"¿Qué publico?" es la pregunta que frena a la mayoría de los dueños de restaurantes, y sale de imaginar las redes como un trabajo de marketing que necesita ideas ingeniosas. No lo es. Tu restaurante produce material perfecto todos los días sin proponérselo — la comida, la gente, el trabajo, el salón. Este tema trata de ver lo que ya está frente a ti como contenido, y de armar un hábito simple de mostrarlo, en vez de esperar una inspiración que nunca llega.
🍳 La comida es el contenido
Empieza aquí, porque es lo más fácil y lo más efectivo: fotografía lo que sirves. Una foto cercana y bien iluminada de un plato real a punto de salir es lo más confiable que puede publicar un restaurante, y haces docenas al día. No necesitas un concepto ni una campaña; necesitas apuntar un teléfono al pase cuando hay un plato con buena pinta listo.

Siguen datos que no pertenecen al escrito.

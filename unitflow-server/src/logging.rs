//! Process setup: `.env` loading and tracing subscribers.

/// Loads `.env` from the working directory, else from its parent (the workspace root when
/// started from the crate directory).
pub fn load_dotenv() {
    if dotenv::dotenv().is_ok() {
        return;
    }
    let parent_env = std::env::current_dir()
        .ok()
        .and_then(|cwd| cwd.parent().map(|p| p.join(".env")))
        .filter(|p| p.is_file());
    if let Some(path) = parent_env {
        let _ = dotenv::from_path(path);
    }
}

fn env_filter() -> tracing_subscriber::EnvFilter {
    tracing_subscriber::EnvFilter::try_from_default_env().unwrap_or_else(|_| {
        tracing_subscriber::EnvFilter::new("info,unitflow_server=debug,unitflow=debug")
    })
}

/// Logs to stdout, filtered by `RUST_LOG` (default `info,unitflow_server=debug`,
/// `unitflow=debug` for engine events). When `LOG_FILE` is set, the same events are also
/// appended there as plain text.
pub fn init_tracing() -> Result<(), Box<dyn std::error::Error + Send + Sync>> {
    use tracing_subscriber::layer::SubscriberExt;
    use tracing_subscriber::util::SubscriberInitExt;
    use tracing_subscriber::Layer;

    let stdout_layer = tracing_subscriber::fmt::layer()
        .with_writer(std::io::stdout)
        .with_filter(env_filter());
    let registry = tracing_subscriber::registry().with(stdout_layer);

    match std::env::var("LOG_FILE") {
        Ok(path) => {
            let file = std::fs::OpenOptions::new()
                .create(true)
                .append(true)
                .open(&path)?;
            let file_layer = tracing_subscriber::fmt::layer()
                .with_writer(std::sync::Mutex::new(file))
                .with_ansi(false)
                .with_target(true)
                .with_thread_ids(false)
                .with_filter(env_filter());
            registry.with(file_layer).try_init()?;
            tracing::info!(path = %path, "logging to file");
        }
        Err(_) => registry.try_init()?,
    }
    Ok(())
}
//! Template scanning and variable substitution.
//!
//! A template is split once into literal text and `$identifier` runs. Substitution is a
//! single left-to-right pass over those segments: a run whose token is bound is replaced,
//! any other run is copied verbatim. Replaced text is never rescanned, so the pass is
//! deterministic and `$input_1` can never match inside `$input_10`.

use std::collections::HashMap;

use crate::graph::is_token_char;

/// How a bound value is written into the template.
#[derive(Clone, Copy, Debug, PartialEq, Eq)]
pub enum Quoting {
    /// Raw text (ai prompts).
    Literal,
    /// JSON string literal, safe to embed as a string constant in code (custom units).
    StringLiteral,
}

impl Quoting {
    pub fn apply(self, value: &str) -> String {
        match self {
            Quoting::Literal => value.to_string(),
            Quoting::StringLiteral => quote(value),
        }
    }
}

/// Double-quoted, escaped string literal for `value`.
pub fn quote(value: &str) -> String {
    serde_json::Value::String(value.to_string()).to_string()
}

/// Piece of a scanned template.
#[derive(Clone, Debug, PartialEq, Eq)]
pub enum Segment<'a> {
    Text(&'a str),
    /// `$` plus a maximal identifier run, e.g. `$input_1`.
    Token(&'a str),
}

/// A template split into segments.
#[derive(Clone, Debug, PartialEq, Eq)]
pub struct Template<'a> {
    segments: Vec<Segment<'a>>,
}

impl<'a> Template<'a> {
    pub fn parse(text: &'a str) -> Self {
        let mut segments = Vec::new();
        let mut text_start = 0;
        let mut chars = text.char_indices().peekable();

        while let Some((i, c)) = chars.next() {
            if c != '$' {
                continue;
            }
            let mut end = i + 1;
            while let Some(&(j, n)) = chars.peek() {
                if !is_token_char(n) {
                    break;
                }
                end = j + n.len_utf8();
                chars.next();
            }
            if end == i + 1 {
                continue;
            }
            if text_start < i {
                segments.push(Segment::Text(&text[text_start..i]));
            }
            segments.push(Segment::Token(&text[i..end]));
            text_start = end;
        }
        if text_start < text.len() {
            segments.push(Segment::Text(&text[text_start..]));
        }
        Self { segments }
    }

    pub fn segments(&self) -> &[Segment<'a>] {
        &self.segments
    }

    /// Renders the template, asking `lookup` for each token; `None` keeps the token.
    pub fn render<F>(&self, mut lookup: F) -> String
    where
        F: FnMut(&str) -> Option<String>,
    {
        let mut out = String::new();
        for segment in &self.segments {
            match segment {
                Segment::Text(t) => out.push_str(t),
                Segment::Token(tok) => match lookup(tok) {
                    Some(value) => out.push_str(&value),
                    None => out.push_str(tok),
                },
            }
        }
        out
    }
}

/// Replaces every bound token (`$name` → value) in `template`.
pub fn substitute(template: &str, bindings: &HashMap<&str, &str>, quoting: Quoting) -> String {
    Template::parse(template).render(|tok| bindings.get(tok).map(|v| quoting.apply(v)))
}

#[cfg(test)]
mod tests {
    use super::*;

    fn bind<'a>(pairs: &[(&'a str, &'a str)]) -> HashMap<&'a str, &'a str> {
        pairs.iter().copied().collect()
    }

    #[test]
    fn literal_substitution_replaces_all_occurrences() {
        let b = bind(&[("$input_X", "hello")]);
        let out = substitute("Say $input_X loudly, $input_X!", &b, Quoting::Literal);
        assert_eq!(out, "Say hello loudly, hello!");
    }

    /// **Scenario**: Unmatched tokens and lone `$` are left verbatim.
    #[test]
    fn unmatched_tokens_are_untouched() {
        let b = bind(&[("$input_1", "v")]);
        let out = substitute("$input_2 costs $ 5 and $input_1", &b, Quoting::Literal);
        assert_eq!(out, "$input_2 costs $ 5 and v");
    }

    /// **Scenario**: A shorter token never matches a prefix of a longer one.
    #[test]
    fn token_boundaries_are_respected() {
        let b = bind(&[("$input_1", "one")]);
        let out = substitute("$input_10 $input_1.", &b, Quoting::Literal);
        assert_eq!(out, "$input_10 one.");
    }

    #[test]
    fn string_literal_quoting_escapes_value() {
        let b = bind(&[("$input_1", "say \"hi\"\n")]);
        let out = substitute("return $input_1;", &b, Quoting::StringLiteral);
        assert_eq!(out, r#"return "say \"hi\"\n";"#);
    }

    /// **Scenario**: Substituting an already substituted template is a no-op.
    #[test]
    fn substitution_is_idempotent() {
        let b = bind(&[("$ai_1", "answer"), ("$input_1", "q")]);
        let once = substitute("Q: $input_1 A: $ai_1 $other", &b, Quoting::Literal);
        let twice = substitute(&once, &b, Quoting::Literal);
        assert_eq!(once, twice);
    }

    /// **Scenario**: Values containing tokens are not rescanned.
    #[test]
    fn replaced_text_is_not_rescanned() {
        let b = bind(&[("$input_1", "$input_2"), ("$input_2", "boom")]);
        let out = substitute("$input_1", &b, Quoting::Literal);
        assert_eq!(out, "$input_2");
    }

    #[test]
    fn parse_splits_text_and_tokens() {
        let t = Template::parse("a $x_1b-c $");
        assert_eq!(
            t.segments(),
            &[
                Segment::Text("a "),
                Segment::Token("$x_1b"),
                Segment::Text("-c $"),
            ]
        );
    }

    #[test]
    fn multibyte_text_is_preserved() {
        let b = bind(&[("$input_1", "ü")]);
        assert_eq!(substitute("é$input_1ö", &b, Quoting::Literal), "éüö");
        assert_eq!(substitute("é $input_1 ö", &b, Quoting::Literal), "é ü ö");
    }
}
//! Configuration for running graphs from the command line.
//!
//! Re-exports [`RunConfig`], [`RunOptions`] and config [`Error`].

mod run_config;
mod run_options;

pub use run_config::{Error, RunConfig};
pub use run_options::RunOptions;
//! Acyclic runs in sequential mode.

use std::sync::Arc;

use unitflow::{
    CancellationFlag, Engine, EngineError, MockCompletion, RemoteCallError, RunMode, Unit,
    USER_CODE_ERROR,
};

use crate::common::{cancelling_evaluator, engine, graph, hello_chain, id};

/// **Scenario**: input "hello" -> ai "Say $input_1 loudly" -> output, with an
/// upper-casing client, ends with "SAY HELLO LOUDLY" at the output.
#[tokio::test]
async fn hello_chain_reaches_output() {
    let mock = Arc::new(MockCompletion::uppercase());
    let report = engine(&mock, RunMode::Sequential)
        .run(&hello_chain())
        .await
        .unwrap();

    assert!(!report.cyclic);
    assert_eq!(report.value("output-1"), Some("SAY HELLO LOUDLY"));
    assert_eq!(report.outputs().len(), 1);
    assert_eq!(mock.prompts(), vec!["Say hello loudly".to_string()]);
    assert_eq!(report.order, vec![id("input-1"), id("ai-1"), id("output-1")]);
    assert!(report.into_result().is_ok());
}

/// **Scenario**: input "X" holding "hello" -> ai "Say $input_X loudly" -> output; the ai
/// node and the output both end with "SAY HELLO LOUDLY".
#[tokio::test]
async fn bare_input_id_feeds_template() {
    let g = graph(
        vec![
            ("X", Unit::input("hello")),
            ("ai-1", Unit::ai("Say $input_X loudly")),
            ("output-1", Unit::output()),
        ],
        &[("X", "ai-1"), ("ai-1", "output-1")],
    );
    let mock = Arc::new(MockCompletion::uppercase());
    let report = engine(&mock, RunMode::Sequential).run(&g).await.unwrap();

    assert_eq!(mock.prompts(), vec!["Say hello loudly".to_string()]);
    assert_eq!(report.value("ai-1"), Some("SAY HELLO LOUDLY"));
    assert_eq!(report.value("output-1"), Some("SAY HELLO LOUDLY"));
}

/// **Scenario**: Two inputs producing "a" and "b" join at the output as "a\nb".
#[tokio::test]
async fn output_joins_in_edge_order() {
    let g = graph(
        vec![
            ("input-1", Unit::input("a")),
            ("input-2", Unit::input("b")),
            ("output-1", Unit::output()),
        ],
        &[("input-1", "output-1"), ("input-2", "output-1")],
    );
    let mock = Arc::new(MockCompletion::echo());
    let report = engine(&mock, RunMode::Sequential).run(&g).await.unwrap();
    assert_eq!(report.value("output-1"), Some("a\nb"));
    assert_eq!(report.received[&id("output-1")].len(), 2);
}

/// **Scenario**: An input unit with incoming edges ignores its own value and forwards
/// the join; parallel edges deliver once each.
#[tokio::test]
async fn input_with_edges_joins_and_duplicates_deliver_twice() {
    let g = graph(
        vec![
            ("input-1", Unit::input("x")),
            ("input-2", Unit::input("ignored")),
            ("output-1", Unit::output()),
        ],
        &[
            ("input-1", "input-2"),
            ("input-1", "input-2"),
            ("input-2", "output-1"),
        ],
    );
    let mock = Arc::new(MockCompletion::echo());
    let report = engine(&mock, RunMode::Sequential).run(&g).await.unwrap();
    assert_eq!(report.value("input-2"), Some("x\nx"));
    assert_eq!(report.value("output-1"), Some("x\nx"));
}

/// **Scenario**: An output unit with no inputs keeps its own text and still forwards it.
#[tokio::test]
async fn output_without_inputs_forwards_its_text() {
    let g = graph(
        vec![
            ("output-1", Unit::new(unitflow::UnitKind::Output, "idle")),
            ("output-2", Unit::output()),
        ],
        &[("output-1", "output-2")],
    );
    let mock = Arc::new(MockCompletion::echo());
    let report = engine(&mock, RunMode::Sequential).run(&g).await.unwrap();
    assert_eq!(report.value("output-1"), Some("idle"));
    assert_eq!(report.value("output-2"), Some("idle"));
}

/// **Scenario**: Tokens of units that did not deliver stay verbatim; `$input_1` does not
/// match inside `$input_10`.
#[tokio::test]
async fn unmatched_tokens_stay_verbatim() {
    let g = graph(
        vec![
            ("input-1", Unit::input("v")),
            ("ai-1", Unit::ai("$input_1|$input_10|$input_9")),
        ],
        &[("input-1", "ai-1")],
    );
    let mock = Arc::new(MockCompletion::echo());
    engine(&mock, RunMode::Sequential).run(&g).await.unwrap();
    assert_eq!(mock.prompts(), vec!["v|$input_10|$input_9".to_string()]);
}

/// **Scenario**: Custom code receives upstream values as quoted literals and by name.
#[tokio::test]
async fn custom_unit_evaluates_substituted_code() {
    let g = graph(
        vec![
            ("input-1", Unit::input("he said \"hi\"")),
            ("custom-1", Unit::custom("return upper($input_1) + '/' + inputs.input_1;")),
            ("output-1", Unit::output()),
        ],
        &[("input-1", "custom-1"), ("custom-1", "output-1")],
    );
    let mock = Arc::new(MockCompletion::echo());
    let report = engine(&mock, RunMode::Sequential).run(&g).await.unwrap();
    assert_eq!(
        report.value("output-1"),
        Some("HE SAID \"HI\"/he said \"hi\"")
    );
    assert_eq!(mock.calls(), 0);
}

/// **Scenario**: Failing custom code yields the sentinel and the run continues.
#[tokio::test]
async fn custom_error_is_sentinel_not_failure() {
    let g = graph(
        vec![
            ("custom-1", Unit::custom("inputs.missing")),
            ("output-1", Unit::output()),
        ],
        &[("custom-1", "output-1")],
    );
    let mock = Arc::new(MockCompletion::echo());
    let report = engine(&mock, RunMode::Sequential).run(&g).await.unwrap();
    assert_eq!(report.value("output-1"), Some(USER_CODE_ERROR));
    assert!(report.is_success());
}

/// **Scenario**: Pathologically nested custom code becomes the sentinel instead of
/// exhausting the stack; an unrelated branch still runs.
#[tokio::test]
async fn deeply_nested_custom_code_is_sentinel() {
    let code = format!("{}'x'{}", "(".repeat(100_000), ")".repeat(100_000));
    let g = graph(
        vec![
            ("custom-1", Unit::custom(code)),
            ("output-1", Unit::output()),
            ("input-1", Unit::input("still here")),
            ("output-2", Unit::output()),
        ],
        &[("custom-1", "output-1"), ("input-1", "output-2")],
    );
    for mode in [RunMode::Sequential, RunMode::Parallel] {
        let mock = Arc::new(MockCompletion::echo());
        let report = engine(&mock, mode).run(&g).await.unwrap();
        assert_eq!(report.value("custom-1"), Some(USER_CODE_ERROR));
        assert_eq!(report.value("output-1"), Some(USER_CODE_ERROR));
        assert_eq!(report.value("output-2"), Some("still here"));
        assert!(report.is_success());
    }
}

/// **Scenario**: In sequential mode a failed remote call forwards its error marker
/// downstream and surfaces one aggregate failure.
#[tokio::test]
async fn remote_failure_forwards_marker() {
    let mock = Arc::new(MockCompletion::failing(RemoteCallError::with_status(
        401, "bad key",
    )));
    let report = engine(&mock, RunMode::Sequential)
        .run(&hello_chain())
        .await
        .unwrap();
    let marker = "Error: remote call failed (401): bad key";
    assert_eq!(report.value("ai-1"), Some(marker));
    assert_eq!(report.value("output-1"), Some(marker));
    assert!(report.skipped.is_empty());

    match report.into_result() {
        Err(EngineError::BranchFailed { failures }) => {
            assert_eq!(failures.len(), 1);
            assert_eq!(failures[0].node, id("ai-1"));
            assert_eq!(failures[0].status, Some(401));
        }
        other => panic!("expected BranchFailed, got {:?}", other),
    }
}

/// **Scenario**: A graph with ai units and no api key is refused before any node runs.
#[tokio::test]
async fn missing_credential_runs_nothing() {
    let mock = Arc::new(MockCompletion::uppercase());
    let result = Engine::new(mock.clone()).run(&hello_chain()).await;
    assert!(matches!(result, Err(EngineError::MissingCredential)));
    assert_eq!(mock.calls(), 0);
}

/// **Scenario**: Running leaves the graph untouched, so a second run gives the same result.
#[tokio::test]
async fn rerun_gives_same_result() {
    let g = hello_chain();
    let mock = Arc::new(MockCompletion::uppercase());
    let engine = engine(&mock, RunMode::Sequential);
    let first = engine.run(&g).await.unwrap();
    assert!(g.verify().is_ok());
    assert_eq!(g.node(&id("output-1")).unwrap().ready_count(), 1);
    let second = engine.run(&g).await.unwrap();
    assert_eq!(first.values, second.values);
}

/// **Scenario**: Cancelling during a node stops dispatch; the running node's output is kept.
#[tokio::test]
async fn cancellation_stops_further_dispatch() {
    let g = graph(
        vec![
            ("input-1", Unit::input("x")),
            ("custom-1", Unit::custom("'done'")),
            ("output-1", Unit::output()),
        ],
        &[("input-1", "custom-1"), ("custom-1", "output-1")],
    );
    let cancel = CancellationFlag::new();
    let mock = Arc::new(MockCompletion::echo());
    let report = engine(&mock, RunMode::Sequential)
        .with_evaluator(cancelling_evaluator(&cancel))
        .run_with_cancel(&g, &cancel)
        .await
        .unwrap();

    assert!(report.cancelled);
    assert_eq!(report.value("custom-1"), Some("done"));
    assert_eq!(report.skipped, vec![id("output-1")]);
    assert!(matches!(report.into_result(), Err(EngineError::Cancelled)));
}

Más allá del plato, todo el restaurante es material. A la gente le atrae la vida de un lugar, no solo su menú, y la mezcla de lo que puedes mostrar es amplia:
- La comida, en todos sus estados. El plato terminado, sí, pero también la preparación, la parrilla, el primer café, el postre recién montado.
- La gente. Un cocinero que lleva años contigo, el mesero que todos adoran, tú en el mercado al amanecer. Las caras hacen humano un lugar.
- El detrás de escena. La entrega del pescado fresco, la pizarra de especiales escribiéndose, la sala antes del servicio. A la gente le encantan las partes que normalmente nunca ve.
- Los habituales y los momentos. Una terraza llena en una tarde de verano, una celebración, la foto que un cliente tomó y tú recompartes — con un gracias rápido.
⚖️ Muestra, no vendas
La tentación más fuerte, y el error más común, es hacer de cada publicación un anuncio. Un feed que no es más que "¡20% esta semana!" y "¡Reserva ya!" entrena a la gente a pasar de largo, porque nadie sigue a un restaurante para que le vendan. Siguen para sentir hambre, para sentir el ambiente, para agarrarte cariño.
| La gente sigue mirando | La gente pasa de largo |
| Una foto honesta y apetitosa de un plato | Un gráfico con texto grande y un descuento |
| Un cocinero haciendo algo con las manos | Una frase motivacional genérica de "¡Feliz lunes!" |
| Un clip corto de la sala llenándose | Un muro de hashtags y ninguna foto |
| Una historia de dónde viene un ingrediente | El mismo "Reserva tu mesa" cada tres días |
Esto no significa no promocionar nunca nada — una oferta o un evento tienen su lugar de vez en cuando, igual que en el correo. Significa que las promociones van dentro de un flujo de contenido de verdad apetitoso y humano, para que cuando sí pidas una reserva, la gente ya tenga hambre y ya te tenga cariño.
📅 Un ritmo que de verdad puedas mantener
La constancia importa más que el volumen o la perfección, así que fija un ritmo que puedas sostener en tu semana más ocupada, no en la más tranquila. Unas pocas publicaciones por semana, todas las semanas, le ganan a una ráfaga diaria que se derrumba cuando llega un rush de verdad. La plataforma y el cliente premian aparecer con regularidad; castigan el patrón de atracón y ayuno de diez publicaciones y luego nada.
Hazlo sostenible bajando el esfuerzo, no subiendo la disciplina. Toma unas pocas fotos con el teléfono durante el servicio cuando un plato se vea bien y guárdalas en una carpeta, para que en un momento tranquilo siempre tengas algo que publicar sin montar nada. Adelanta una semana entera en diez minutos. Los restaurantes que sostienen esto no son los más disciplinados; son los que lo hicieron lo bastante pequeño como para que mantenerlo sea fácil.
🍂 Aprovecha el calendario y el momento
La forma más fácil de nunca quedarte sin qué publicar es dejar de inventarlo y empezar a seguir lo que ya está pasando. El calendario real de tu restaurante es un plan de contenido que no tuviste que escribir: un plato de temporada que se acerca, un menú de fiestas, un festival local, un fin de semana largo, la primera noche fría que pide sopa. Publicar algo de verdad oportuno en este momento siempre le gana a una publicación genérica, porque es relevante para lo que el cliente ya está pensando.
Lo mismo pasa con el momento que tienes delante. Un aguacero repentino es razón para publicar algo caliente; una ola de calor vende una bebida fría; un viernes lleno, compartido el jueves, anima a los indecisos. No necesitas un calendario de contenido armado con semanas de antelación — necesitas el hábito de preguntarte, casi todos los días, "¿qué hay de hoy que a un vecino con hambre le importaría?" y mostrar eso. Lo oportuno y real le gana a lo pulido y genérico siempre.